Pull the emergency release cord (red handle on the trolley). This disengages the door from the opener so you can work without the door coming down on you if something accidentally fires.

3. Open the motor housing

Usually 4–6 Phillips screws on the bottom or end panel of the opener body. The capacitor is the cylindrical can with two wire terminals, usually clipped to the inside wall of the housing.

4. Discharge

Bridge the terminals with an insulated screwdriver for 10 seconds. Start capacitors can hold significantly more charge than run capacitors — be deliberate about discharging.

5. Photograph, then swap

Photo the wiring. Pull the spades, undo the clip, lift the cap out. Drop the new one in, re-clip, reconnect spades to the same terminals.

6. Close up and re-engage

Housing back on. Re-engage the trolley by lifting the door slightly until the latch catches (or by running the opener once with the door released, then re-engaging). Plug back in.

7. Test cycle

Run the door through one full open + one full close from the wall button (not the remote). Listen for a clean start — no groan, no hum, no stalling. Watch the door speed — should be the same speed it was when the opener was new.

Common gotchas

  • Start vs run. Garage openers almost always use a motor-start capacitor (high µF, CD60 body). Don’t substitute a motor-run cap of similar µF — they’re different parts.
  • Wrong µF kills the opener.
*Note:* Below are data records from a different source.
//! Core archive logic
//!
//! # Modules
//!
//! - [`resolver`] - Recipient, metadata and correspondence party resolution
//! - [`payload`] - Archive record and document payload generation
//! - [`handler`] - Outbound request construction and inbound response handling
//! - [`service_task`] - Process task trigger that stores and sends a submission
//! - [`receiver`] - Long-running listener for archive responses
//! - [`runtime`] - Wiring of the above from configuration
//!
//! # Submission Workflow
//!
//! 1. **Trigger**: a process task completes and [`service_task`] is invoked
//! 2. **Resolve**: recipient and metadata are read from config or form data
//! 3. **Generate**: the archive record and documents become ordered payloads
//! 4. **Persist**: a copy of the archive record is stored on the instance
//! 5. **Send**: the request goes out over the message transport
//!
//! Responses arrive later on the [`receiver`], are correlated back to the
//! instance by its URL, and drive the process forward.

pub mod handler;
pub mod payload;
pub mod receiver;
pub mod resolver;
pub mod runtime;
pub mod service_task;
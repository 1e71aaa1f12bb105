//! Application definition files
//!
//! The hosting application declares its data types in
//! `applicationmetadata.json` and its process in a BPMN file. Both are read
//! once at startup for configuration validation and record titles.

use crate::domain::{ApplicationMetadata, ArchiveError, ProcessTask, Result};
use quick_xml::events::{BytesStart, Event};
use quick_xml::Reader;
use std::path::Path;

/// Reads `applicationmetadata.json`
///
/// # Errors
///
/// Returns [`ArchiveError::Configuration`] if the file is missing or not
/// valid metadata.
pub fn load_application_metadata(path: impl AsRef<Path>) -> Result<ApplicationMetadata> {
    let path = path.as_ref();
    let contents = std::fs::read_to_string(path).map_err(|e| {
        ArchiveError::Configuration(format!(
            "Failed to read application metadata {}: {e}",
            path.display()
        ))
    })?;

    serde_json::from_str(&contents).map_err(|e| {
        ArchiveError::Configuration(format!(
            "Failed to parse application metadata {}: {e}",
            path.display()
        ))
    })
}

/// Reads the tasks declared in a BPMN process file
///
/// # Errors
///
/// Returns [`ArchiveError::Configuration`] if the file is missing or not
/// well-formed XML.
pub fn load_process_tasks(path: impl AsRef<Path>) -> Result<Vec<ProcessTask>> {
    let path = path.as_ref();
    let contents = std::fs::read_to_string(path).map_err(|e| {
        ArchiveError::Configuration(format!(
            "Failed to read process definition {}: {e}",
            path.display()
        ))
    })?;
    parse_process_tasks(&contents)
}

/// Extracts tasks from BPMN XML
///
/// Task types come from the `altinn:taskType` extension element.
pub fn parse_process_tasks(xml: &str) -> Result<Vec<ProcessTask>> {
    let mut reader = Reader::from_str(xml);
    reader.config_mut().trim_text(true);

    let mut tasks = Vec::new();
    let mut current: Option<ProcessTask> = None;
    let mut in_task_type = false;

    loop {
        let event = reader.read_event().map_err(|e| {
            ArchiveError::Configuration(format!(
                "Invalid process definition at position {}: {e}",
                reader.buffer_position()
            ))
        })?;

        match event {
            Event::Start(element) => match element.local_name().as_ref() {
                b"task" => current = Some(task_from(&element)?),
                b"taskType" => in_task_type = current.is_some(),
                _ => {}
            },
            Event::Empty(element) if element.local_name().as_ref() == b"task" => {
                tasks.push(task_from(&element)?);
            }
            Event::Text(text) if in_task_type => {
                let value = text.unescape().map_err(|e| {
                    ArchiveError::Configuration(format!("Invalid task type text: {e}"))
                })?;
                if let Some(task) = current.as_mut() {
                    task.task_type = Some(value.trim().to_string());
                }
            }
            Event::End(element) => match element.local_name().as_ref() {
                b"task" => tasks.extend(current.take()),
                b"taskType" => in_task_type = false,
                _ => {}
            },
            Event::Eof => break,
            _ => {}
        }
    }

    Ok(tasks)
}

fn task_from(element: &BytesStart<'_>) -> Result<ProcessTask> {
    let mut id = None;
    let mut name = None;

    for attribute in element.attributes() {
        let attribute = attribute
            .map_err(|e| ArchiveError::Configuration(format!("Invalid task attribute: {e}")))?;
        let value = attribute
            .unescape_value()
            .map_err(|e| ArchiveError::Configuration(format!("Invalid task attribute: {e}")))?
            .into_owned();
        match attribute.key.local_name().as_ref() {
            b"id" => id = Some(value),
            b"name" => name = Some(value),
            _ => {}
        }
    }

    let id = id.ok_or_else(|| {
        ArchiveError::Configuration("Process task without an id attribute".to_string())
    })?;
    Ok(ProcessTask {
        id,
        name,
        task_type: None,
    })
}
//! Configuration schema types
//!
//! This module defines the configuration structure for archivelink. The
//! configuration is loaded once at startup and shared read-only between
//! components.

use crate::config::binding::BindableValue;
use crate::config::SecretString;
use serde::{Deserialize, Serialize};
use uuid::Uuid;

/// Runtime environment
#[derive(Debug, Clone, PartialEq, Eq, Serialize, Deserialize, Default)]
#[serde(rename_all = "lowercase")]
pub enum Environment {
    /// Local development against the platform test harness
    #[default]
    Development,
    /// Staging environment
    Staging,
    /// Production environment
    Production,
}

/// Main archivelink configuration
///
/// This is the root configuration structure that maps to the TOML file.
#[derive(Debug, Clone, Serialize, Deserialize)]
pub struct ArchivelinkConfig {
    /// Application-level settings
    pub application: ApplicationConfig,

    /// Runtime environment (development, staging, production)
    #[serde(default)]
    pub environment: Environment,

    /// Hosting platform APIs
    #[serde(default)]
    pub platform: PlatformConfig,

    /// Message transport account and gateway
    pub transport: TransportConfig,

    /// Archive submission settings
    pub archive: ArchiveConfig,

    /// Operator notification texts
    #[serde(default)]
    pub notifications: NotificationConfig,

    /// Logging configuration
    #[serde(default)]
    pub logging: LoggingConfig,
}

impl ArchivelinkConfig {
    /// Validates the configuration
    ///
    /// Cross-checks against the application's declared data types happen
    /// later, once the application metadata is loaded.
    ///
    /// # Errors
    ///
    /// Returns an error if any configuration values are invalid
    pub fn validate(&self) -> Result<(), String> {
        self.application.validate()?;
        self.platform.validate(&self.environment)?;
        self.transport.validate()?;
        self.archive.validate()?;
        self.logging.validate()?;
        Ok(())
    }
}

/// Application-level configuration
#[derive(Debug, Clone, Serialize, Deserialize)]
pub struct ApplicationConfig {
    /// Log level (trace, debug, info, warn, error)
    #[serde(default = "default_log_level")]
    pub log_level: String,

    /// Service owner short code
    pub org: String,

    /// Application name
    pub app: String,

    /// Public base URL of the application, e.g. `https://ttd.apps.altinn.no/ttd/my-app/`
    pub app_base_url: String,

    /// Path to `applicationmetadata.json`
    #[serde(default = "default_metadata_path")]
    pub metadata_path: String,

    /// Path to the BPMN process definition
    #[serde(default = "default_process_path")]
    pub process_path: String,
}

impl ApplicationConfig {
    fn validate(&self) -> Result<(), String> {
        let valid_levels = ["trace", "debug", "info", "warn", "error"];
        if !valid_levels.contains(&self.log_level.as_str()) {
            return Err(format!(
                "Invalid log_level '{}'. Must be one of: {}",
                self.log_level,
                valid_levels.join(", ")
            ));
        }

        if self.org.trim().is_empty() {
            return Err("application.org cannot be empty".to_string());
        }
        if self.app.trim().is_empty() {
            return Err("application.app cannot be empty".to_string());
        }

        validate_url("application.app_base_url", &self.app_base_url)?;
        Ok(())
    }

    /// `{org}/{app}`
    pub fn app_id(&self) -> String {
        format!("{}/{}", self.org, self.app)
    }

    /// Base URL with a guaranteed trailing slash
    pub fn app_base_url(&self) -> String {
        with_trailing_slash(&self.app_base_url)
    }
}

/// Hosting platform configuration
#[derive(Debug, Clone, Serialize, Deserialize)]
pub struct PlatformConfig {
    /// Storage API base URL
    #[serde(default = "default_storage_endpoint")]
    pub storage_endpoint: String,

    /// Register API base URL
    #[serde(default = "default_register_endpoint")]
    pub register_endpoint: String,

    /// Notifications API base URL
    #[serde(default = "default_notifications_endpoint")]
    pub notifications_endpoint: String,

    /// Public registry of service owners
    #[serde(default = "default_org_registry_url")]
    pub org_registry_url: String,

    /// API management subscription key, sent on every request when set
    #[serde(default)]
    pub subscription_key: Option<SecretString>,

    /// Token identifying this application to the platform
    #[serde(default)]
    pub platform_access_token: Option<SecretString>,

    /// Request timeout in seconds
    #[serde(default = "default_timeout_seconds")]
    pub timeout_seconds: u64,

    /// Service owner token acquisition
    #[serde(default)]
    pub auth: PlatformAuthConfig,
}

impl PlatformConfig {
    fn validate(&self, environment: &Environment) -> Result<(), String> {
        validate_url("platform.storage_endpoint", &self.storage_endpoint)?;
        validate_url("platform.register_endpoint", &self.register_endpoint)?;
        validate_url("platform.notifications_endpoint", &self.notifications_endpoint)?;
        validate_url("platform.org_registry_url", &self.org_registry_url)?;

        if self.timeout_seconds == 0 {
            return Err("platform.timeout_seconds must be > 0".to_string());
        }

        // Outside development the token is exchanged with client credentials
        if *environment != Environment::Development {
            use secrecy::ExposeSecret;

            let auth = &self.auth;
            if auth.token_url.as_deref().map_or(true, str::is_empty) {
                return Err(
                    "platform.auth.token_url is required outside development".to_string()
                );
            }
            if auth.client_id.as_deref().map_or(true, str::is_empty) {
                return Err(
                    "platform.auth.client_id is required outside development".to_string()
                );
            }
            if auth
                .client_secret
                .as_ref()
                .map_or(true, |s| s.expose_secret().is_empty())
            {
                return Err(
                    "platform.auth.client_secret is required outside development".to_string()
                );
            }
            if self.platform_access_token.is_none() {
                return Err(
                    "platform.platform_access_token is required outside development".to_string()
                );
            }
        }
        Ok(())
    }
}

impl Default for PlatformConfig {
    fn default() -> Self {
        Self {
            storage_endpoint: default_storage_endpoint(),
            register_endpoint: default_register_endpoint(),
            notifications_endpoint: default_notifications_endpoint(),
            org_registry_url: default_org_registry_url(),
            subscription_key: None,
            platform_access_token: None,
            timeout_seconds: default_timeout_seconds(),
            auth: PlatformAuthConfig::default(),
        }
    }
}

/// Service owner token settings
#[derive(Debug, Clone, Serialize, Deserialize)]
pub struct PlatformAuthConfig {
    /// OAuth2 token endpoint (client credentials grant)
    #[serde(default)]
    pub token_url: Option<String>,

    #[serde(default)]
    pub client_id: Option<String>,

    #[serde(default)]
    pub client_secret: Option<SecretString>,

    #[serde(default = "default_scopes")]
    pub scopes: Vec<String>,

    /// Tokens are refreshed this many seconds before they expire
    #[serde(default = "default_token_refresh_margin_seconds")]
    pub token_refresh_margin_seconds: u64,

    /// Test token endpoint used in development
    #[serde(default = "default_local_token_url")]
    pub local_token_url: String,
}

impl Default for PlatformAuthConfig {
    fn default() -> Self {
        Self {
            token_url: None,
            client_id: None,
            client_secret: None,
            scopes: default_scopes(),
            token_refresh_margin_seconds: default_token_refresh_margin_seconds(),
            local_token_url: default_local_token_url(),
        }
    }
}

/// Message transport configuration
#[derive(Debug, Clone, Serialize, Deserialize)]
pub struct TransportConfig {
    /// Gateway base URL
    pub base_url: String,

    /// Account this application sends from and receives on
    pub account_id: Uuid,

    /// Integration credentials for the gateway
    pub integration_id: Uuid,

    pub integration_password: SecretString,

    /// How often the gateway is polled for inbound messages
    #[serde(default = "default_poll_interval_seconds")]
    pub poll_interval_seconds: u64,

    /// Receiver loop tick in milliseconds
    #[serde(default = "default_tick_interval_ms")]
    pub tick_interval_ms: u64,

    /// Interval between transport health checks
    #[serde(default = "default_health_check_interval_seconds")]
    pub health_check_interval_seconds: u64,

    /// Request timeout in seconds
    #[serde(default = "default_timeout_seconds")]
    pub timeout_seconds: u64,
}
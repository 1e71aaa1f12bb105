//! Form data lookup for data-bound settings
//!
//! Form data elements are stored either as JSON or as XML. Both are read into
//! a JSON value tree so bindings address them the same way: `a.b[0].c`. For
//! XML the root element is dropped, repeated child elements become arrays and
//! attributes become plain keys.

use crate::domain::{ArchiveError, Result};
use quick_xml::events::{BytesStart, Event};
use quick_xml::Reader;
use serde_json::{Map, Value};

/// Parsed form data of one data element
#[derive(Debug, Clone, PartialEq)]
pub struct FormData(Value);

impl FormData {
    /// Parses form data, using the content type when it says JSON or XML
    /// and sniffing the first byte otherwise
    ///
    /// # Errors
    ///
    /// Returns [`ArchiveError::Domain`] if the content cannot be parsed.
    pub fn parse(bytes: &[u8], content_type: Option<&str>) -> Result<Self> {
        let content_type = content_type.unwrap_or_default().to_ascii_lowercase();
        let first = bytes
            .iter()
            .copied()
            .find(|b| !b.is_ascii_whitespace() && *b != 0xEF && *b != 0xBB && *b != 0xBF);

        let is_json = content_type.contains("json")
            || (!content_type.contains("xml") && matches!(first, Some(b'{') | Some(b'[')));
        let is_xml = content_type.contains("xml") || first == Some(b'<');

        if is_json {
            let value = serde_json::from_slice(bytes)
                .map_err(|e| ArchiveError::Domain(format!("Form data is not valid JSON: {e}")))?;
            return Ok(Self(value));
        }
        if is_xml {
            let text = std::str::from_utf8(bytes)
                .map_err(|e| ArchiveError::Domain(format!("Form data is not UTF-8: {e}")))?;
            return Ok(Self(xml_to_value(text)?));
        }

        Err(ArchiveError::Domain(format!(
            "Unsupported form data content type '{content_type}'"
        )))
    }

    pub fn from_value(value: Value) -> Self {
        Self(value)
    }

    /// Value at a dotted field path
    pub fn get(&self, path: &str) -> Option<&Value> {
        path.split('.')
            .try_fold(&self.0, |value, segment| lookup_segment(value, segment))
    }

    /// Scalar at a field path as text; empty strings, objects and arrays
    /// count as absent
    pub fn get_text(&self, path: &str) -> Option<String> {
        match self.get(path)? {
            Value::String(s) if s.trim().is_empty() => None,
            Value::String(s) => Some(s.trim().to_string()),
            Value::Number(n) => Some(n.to_string()),
            Value::Bool(b) => Some(b.to_string()),
            _ => None,
        }
    }
}

fn lookup_segment<'a>(value: &'a Value, segment: &str) -> Option<&'a Value> {
    let (name, indexes) = match segment.find('[') {
        Some(pos) => segment.split_at(pos),
        None => (segment, ""),
    };

    let mut current = value.as_object()?.get(name)?;
    for index in indexes
        .split(']')
        .filter_map(|part| part.strip_prefix('['))
    {
        let index: usize = index.parse().ok()?;
        current = match current {
            Value::Array(items) => items.get(index)?,
            // A single XML element is not wrapped in an array
            other if index == 0 => other,
            _ => return None,
        };
    }
    Some(current)
}

struct Frame {
    name: String,
    fields: Map<String, Value>,
    text: String,
}

impl Frame {
    fn open(element: &BytesStart<'_>) -> Result<Self> {
        let name = String::from_utf8_lossy(element.local_name().as_ref()).into_owned();
        let mut fields = Map::new();
        for attribute in element.attributes() {
            let attribute = attribute
                .map_err(|e| ArchiveError::Domain(format!("Invalid form data attribute: {e}")))?;
            let key = attribute.key.as_ref();
            if key == b"xmlns" || key.starts_with(b"xmlns:") || key.starts_with(b"xsi:") {
                continue;
            }
            let value = attribute
                .unescape_value()
                .map_err(|e| ArchiveError::Domain(format!("Invalid form data attribute: {e}")))?;
            fields.insert(
                String::from_utf8_lossy(attribute.key.local_name().as_ref()).into_owned(),
                Value::String(value.into_owned()),
            );
        }
        Ok(Self {
            name,
            fields,
            text: String::new(),
        })
    }

    fn close(self) -> (String, Value) {
        let value = if self.fields.is_empty() {
            if self.text.is_empty() {
                Value::Null
            } else {
                Value::String(self.text)
            }
        } else {
            Value::Object(self.fields)
        };
        (self.name, value)
    }
}

fn insert_child(parent: &mut Map<String, Value>, name: String, value: Value) {
    match parent.get_mut(&name) {
        Some(Value::Array(items)) => items.push(value),
        Some(existing) => {
            let first = existing.take();
            *existing = Value::Array(vec![first, value]);
        }
        None => {
            parent.insert(name, value);
        }
    }
}

fn xml_to_value(xml: &str) -> Result<Value> {
    let mut reader = Reader::from_str(xml);
    reader.config_mut().trim_text(true);

    let mut stack: Vec<Frame> = Vec::new();
    let mut root = None;

    let mut finish = |stack: &mut Vec<Frame>, frame: Frame| {
        let (name, value) = frame.close();
        match stack.last_mut() {
            Some(parent) => insert_child(&mut parent.fields, name, value),
            None => root = Some(value),
        }
    };

    loop {
        let event = reader
            .read_event()
            .map_err(|e| ArchiveError::Domain(format!("Form data is not valid XML: {e}")))?;
        match event {
            Event::Start(element) => stack.push(Frame::open(&element)?),
            Event::Empty(element) => {
                let frame = Frame::open(&element)?;
                finish(&mut stack, frame);
            }
            Event::Text(text) => {
                let text = text
                    .unescape()
                    .map_err(|e| ArchiveError::Domain(format!("Invalid form data text: {e}")))?;
                if let Some(frame) = stack.last_mut() {
                    frame.text.push_str(&text);
                }
            }
            Event::CData(data) => {
                if let Some(frame) = stack.last_mut() {
                    frame.text.push_str(&String::from_utf8_lossy(&data));
                }
            }
            Event::End(_) => {
                if let Some(frame) = stack.pop() {
                    finish(&mut stack, frame);
                }
            }
            Event::Eof => break,
            _ => {}
        }
    }

    root.ok_or_else(|| ArchiveError::Domain("Form data XML has no root element".to_string()))
}
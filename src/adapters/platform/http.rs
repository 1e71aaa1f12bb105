//! Authenticated HTTP access to the hosting platform
//!
//! Every platform request carries a bearer token and the platform access
//! token header, plus the subscription key when one is configured. In
//! development without a configured platform access token, the locally
//! minted test token fills the header.

use super::auth::TokenProvider;
use crate::config::{ArchivelinkConfig, Environment, SecretString};
use crate::domain::{PlatformError, Result};
use reqwest::{Client, ClientBuilder, RequestBuilder, Response};
use std::time::Duration;

/// Header carrying the application's platform access token
pub const PLATFORM_ACCESS_TOKEN_HEADER: &str = "PlatformAccessToken";

/// Header carrying the API management subscription key
pub const SUBSCRIPTION_KEY_HEADER: &str = "Ocp-Apim-Subscription-Key";

/// Shared HTTP client with platform authentication
#[derive(Clone)]
pub struct PlatformHttp {
    client: Client,
    tokens: TokenProvider,
    platform_access_token: Option<SecretString>,
    local_platform_token: bool,
    subscription_key: Option<SecretString>,
}

impl PlatformHttp {
    pub fn new(config: &ArchivelinkConfig) -> Result<Self> {
        let client = ClientBuilder::new()
            .timeout(Duration::from_secs(config.platform.timeout_seconds))
            .connect_timeout(Duration::from_secs(30))
            .build()
            .map_err(|e| {
                PlatformError::ConnectionFailed(format!("Failed to build HTTP client: {e}"))
            })?;

        let tokens = TokenProvider::new(
            client.clone(),
            config.platform.auth.clone(),
            config.environment.clone(),
            config.application.org.clone(),
        );

        Ok(Self {
            client,
            tokens,
            platform_access_token: config.platform.platform_access_token.clone(),
            local_platform_token: config.environment == Environment::Development,
            subscription_key: config.platform.subscription_key.clone(),
        })
    }

    pub fn client(&self) -> &Client {
        &self.client
    }

    /// Attaches authentication headers and sends the request
    ///
    /// Non-2xx responses are returned as [`PlatformError::ClientError`] or
    /// [`PlatformError::ServerError`] with the response body.
    pub async fn send(&self, request: RequestBuilder) -> Result<Response> {
        use secrecy::ExposeSecret;

        let token = self.tokens.access_token().await?;
        let mut request = match &self.platform_access_token {
            Some(platform_token) => request.header(
                PLATFORM_ACCESS_TOKEN_HEADER,
                platform_token.expose_secret().as_str(),
            ),
            None if self.local_platform_token => {
                request.header(PLATFORM_ACCESS_TOKEN_HEADER, token.as_str())
            }
            None => request,
        }
        .bearer_auth(token);

        if let Some(key) = &self.subscription_key {
            request = request.header(SUBSCRIPTION_KEY_HEADER, key.expose_secret().as_str());
        }

        let response = request
            .send()
            .await
            .map_err(|e| PlatformError::ConnectionFailed(e.to_string()))?;

        let status = response.status();
        if !status.is_success() {
            let body = response.text().await.unwrap_or_default();
            return Err(PlatformError::from_status(status.as_u16(), body).into());
        }

        Ok(response)
    }
}
//! Component wiring
//!
//! Builds the production object graph from configuration: platform clients,
//! the transport handle, the resolver/generator/handler chain, and the two
//! entry points (service task and receiver).

use crate::adapters::app::{load_application_metadata, load_process_tasks};
use crate::adapters::notify::HttpEmailNotifier;
use crate::adapters::platform::{
    HttpInstanceClient, HttpOrgRegistry, HttpPartyRegistry, InstanceClient, PlatformHttp,
};
use crate::adapters::transport::{GatewayTransportFactory, MessageTransport};
use crate::config::ArchivelinkConfig;
use crate::core::handler::{ArchiveMessageHandler, DefaultMessageHandler};
use crate::core::payload::PayloadGenerator;
use crate::core::receiver::ReceiverService;
use crate::core::resolver::ConfigResolver;
use crate::core::service_task::ArchiveServiceTask;
use crate::domain::{ApplicationMetadata, ProcessTask, Result};
use std::sync::Arc;

/// Fully wired archive integration
pub struct ArchiveRuntime {
    config: Arc<ArchivelinkConfig>,
    app_metadata: Arc<ApplicationMetadata>,
    process_tasks: Vec<ProcessTask>,
    instances: Arc<dyn InstanceClient>,
    handler: Arc<dyn ArchiveMessageHandler>,
    transport: Arc<MessageTransport>,
}

impl ArchiveRuntime {
    /// Loads the application definition and builds all components
    ///
    /// The archive settings are checked against the application's data
    /// types and process tasks before anything is returned. No network
    /// connection is opened here; the transport connects on first use.
    ///
    /// # Errors
    ///
    /// Returns [`crate::domain::ArchiveError::Configuration`] if the
    /// application definition cannot be read or the archive settings refer
    /// to data types or tasks it does not declare.
    pub fn build(config: ArchivelinkConfig) -> Result<Self> {
        let config = Arc::new(config);

        let app_metadata = Arc::new(load_application_metadata(
            &config.application.metadata_path,
        )?);
        let process_tasks = load_process_tasks(&config.application.process_path)?;
        tracing::debug!(
            app_id = %app_metadata.id,
            data_types = app_metadata.data_types.len(),
            process_tasks = process_tasks.len(),
            "Application definition loaded"
        );

        let http = PlatformHttp::new(&config)?;
        let instances: Arc<dyn InstanceClient> =
            Arc::new(HttpInstanceClient::new(&config, http.clone()));
        let parties = Arc::new(HttpPartyRegistry::new(&config, http.clone()));
        let orgs = Arc::new(HttpOrgRegistry::new(&config, &http));
        let notifier = Arc::new(HttpEmailNotifier::new(&config, http));

        let resolver = Arc::new(ConfigResolver::new(
            Arc::clone(&config),
            Arc::clone(&instances),
            parties,
            orgs,
        ));
        let generator = PayloadGenerator::new(
            Arc::clone(&config),
            Arc::clone(&app_metadata),
            Arc::clone(&instances),
            Arc::clone(&resolver),
        );
        let handler: Arc<dyn ArchiveMessageHandler> = Arc::new(DefaultMessageHandler::new(
            Arc::clone(&config),
            resolver,
            generator,
            Arc::clone(&instances),
            notifier,
        ));
        handler.validate_configuration(&app_metadata.data_types, &process_tasks)?;

        let factory = Arc::new(GatewayTransportFactory::new(&config.transport)?);
        let transport = Arc::new(MessageTransport::new(factory));

        Ok(Self {
            config,
            app_metadata,
            process_tasks,
            instances,
            handler,
            transport,
        })
    }

    pub fn config(&self) -> &ArchivelinkConfig {
        &self.config
    }

    pub fn app_metadata(&self) -> &ApplicationMetadata {
        &self.app_metadata
    }

    pub fn process_tasks(&self) -> &[ProcessTask] {
        &self.process_tasks
    }

    pub fn instances(&self) -> Arc<dyn InstanceClient> {
        Arc::clone(&self.instances)
    }

    pub fn service_task(&self) -> ArchiveServiceTask {
        ArchiveServiceTask::new(
            Arc::clone(&self.config),
            Arc::clone(&self.handler),
            Arc::clone(&self.instances),
            Arc::clone(&self.transport),
        )
    }

    pub fn receiver(&self) -> ReceiverService {
        ReceiverService::new(
            &self.config.transport,
            Arc::clone(&self.transport),
            Arc::clone(&self.instances),
            Arc::clone(&self.handler),
        )
    }

    /// Releases the transport connection, if one was opened
    pub async fn shutdown(&self) {
        self.transport.dispose().await;
    }
}

#[cfg(test)]
mod tests {
    use super::*;
    use crate::domain::ArchiveError;
    use crate::test_support::{sample_app_metadata, sample_config};
    use std::io::Write;
    use tempfile::NamedTempFile;

    const PROCESS_BPMN: &str = r#"<?xml version="1.0" encoding="UTF-8"?>
<bpmn:definitions xmlns:bpmn="http://www.omg.org/spec/BPMN/20100524/MODEL" xmlns:altinn="http://altinn.no/process">
  <bpmn:process id="Process_1">
    <bpmn:task id="Task_1" name="Utfylling" altinn:tasktype="data" />
    <bpmn:task id="Task_2" name="Arkivering" altinn:tasktype="archive" />
  </bpmn:process>
</bpmn:definitions>"#;

    fn write_temp(contents: &str) -> NamedTempFile {
        let mut file = NamedTempFile::new().unwrap();
        file.write_all(contents.as_bytes()).unwrap();
        file
    }

    #[test]
    fn test_build_wires_components() {
        let metadata = write_temp(&serde_json::to_string(&sample_app_metadata()).unwrap());
        let process = write_temp(PROCESS_BPMN);
        let mut config = sample_config();
        config.application.metadata_path = metadata.path().display().to_string();
        config.application.process_path = process.path().display().to_string();

        let runtime = ArchiveRuntime::build(config).unwrap();
        assert_eq!(runtime.app_metadata().display_title(), "Byggesøknad");
        assert_eq!(runtime.process_tasks().len(), 2);
    }

    #[test]
    fn test_build_rejects_unknown_task() {
        let metadata = write_temp(&serde_json::to_string(&sample_app_metadata()).unwrap());
        let process = write_temp(&PROCESS_BPMN.replace("Task_2", "Task_3"));
        let mut config = sample_config();
        config.application.metadata_path = metadata.path().display().to_string();
        config.application.process_path = process.path().display().to_string();

        let result = ArchiveRuntime::build(config);
        assert!(matches!(result, Err(ArchiveError::Configuration(_))));
    }

    #[test]
    fn test_build_requires_metadata_file() {
        let mut config = sample_config();
        config.application.metadata_path = "/nonexistent/applicationmetadata.json".to_string();
        assert!(ArchiveRuntime::build(config).is_err());
    }
}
Too low and the motor won’t catch. Too high and the motor runs hot and the cap shorts. Match exactly.
  • Heavy timber doors work the opener harder; if the cap is the second one to fail in a year, the opener is probably underspec’d for the door weight.

If the door still won’t lift after a clean cap swap, the next suspect is the trolley/chain drive (worn out or misadjusted), then the motor brushes (on older units). Replacement openers run NZ$300–500 fitted; cap swap is the cheapest first try.